An experimental test of the emergence of Cellular Complexity by Constructive Neutral Evolution
Sam Elley, Alicia Sook-Wei Lai, Nicole E. Wheeler, Anthony M. Poole
Biomolecular Interaction Centre, School of Biological Sciences, University of Canterbury, Christchurch, New Zealand
Small, asexual populations are known to accumulate sublethal mutations over successive generations through a process called Muller’s Ratchet. Under such conditions, sublethal mutations can become fixed, which can lead to fitness decline. We subjected lines of E. coli to single-cell bottlenecks and found that RNA slippage-type ‘editing’ can evolve under conditions favouring genetic drift. This observation fits the model of Covello and Gray, which proposes that the emergence of RNA editing is a product of constructive neutral evolution (Covello & Gray, 1993). This model proposes that complex cellular systems can originate by non-adaptive evolution.

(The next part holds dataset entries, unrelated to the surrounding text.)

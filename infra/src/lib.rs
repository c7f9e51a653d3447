pub mod ids;
pub mod pagination;
pub mod passwords;
pub mod persistence;
pub mod sessions;
use std::fmt;

use postgres::Row;
use serde::Serialize;

use infra::ids::{Entity, Id};

use crate::dishes::Dish;

pub const DUPLICATE_NAME: &str = "Ingredient with this Name already exists.";

#[derive(Debug, Clone, PartialEq, Eq, Serialize)]
pub struct Ingredient {
    pub id: Id<Ingredient>,
    pub name: String,
}

#[derive(Debug, Clone, PartialEq, Serialize)]
pub struct IngredientWithDishes {
    #[serde(flatten)]
    pub ingredient: Ingredient,
    pub dishes: Vec<Dish>,
}

impl Entity for Ingredient {
    const TABLE: &'static str = "kitchen_ingredient";
    const VERBOSE_NAME: &'static str = "ingredient";
}

impl Ingredient {
    pub fn from_row(row: &Row) -> Self {
        Ingredient {
            id: Id::new(row.get("id")),
            name: row.get("name"),
        }
    }
}

impl fmt::Display for Ingredient {
    fn fmt(&self, f: &mut fmt::Formatter) -> fmt::Result {
        f.write_str(&self.name)
    }
}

We are now screening for the emergence of a broader range of cellular systems by constructive neutral evolution. Our lab group has evolved a lineage of E.coli that has been subjected to multiple population bottlenecks (which favours genetic drift) and has subsequently accumulated numerous sub-lethal mutations. We have subjected this line to further evolution under bottleneck relief (i.e. where natural selection can operate efficiently). We have analysed genomic data and screened for the emergence of altered substrate utilisation capacities using phenotype arrays, comparing data collected from the original ancestral strains, both pre-bottleneck and following the bottleneck, as well as data following bottleneck relief. In addition, we used a newly-described method (delta-bitscore) to assess the functional severity of mutations and mapped these onto cellular pathways (Wheeler, Barquist, Ashari Ghomi, Kingsley, & Gardner, 2015). We present the results of these analyses, and report on the impact of neutral evolutionary processes in shaping biomolecular systems.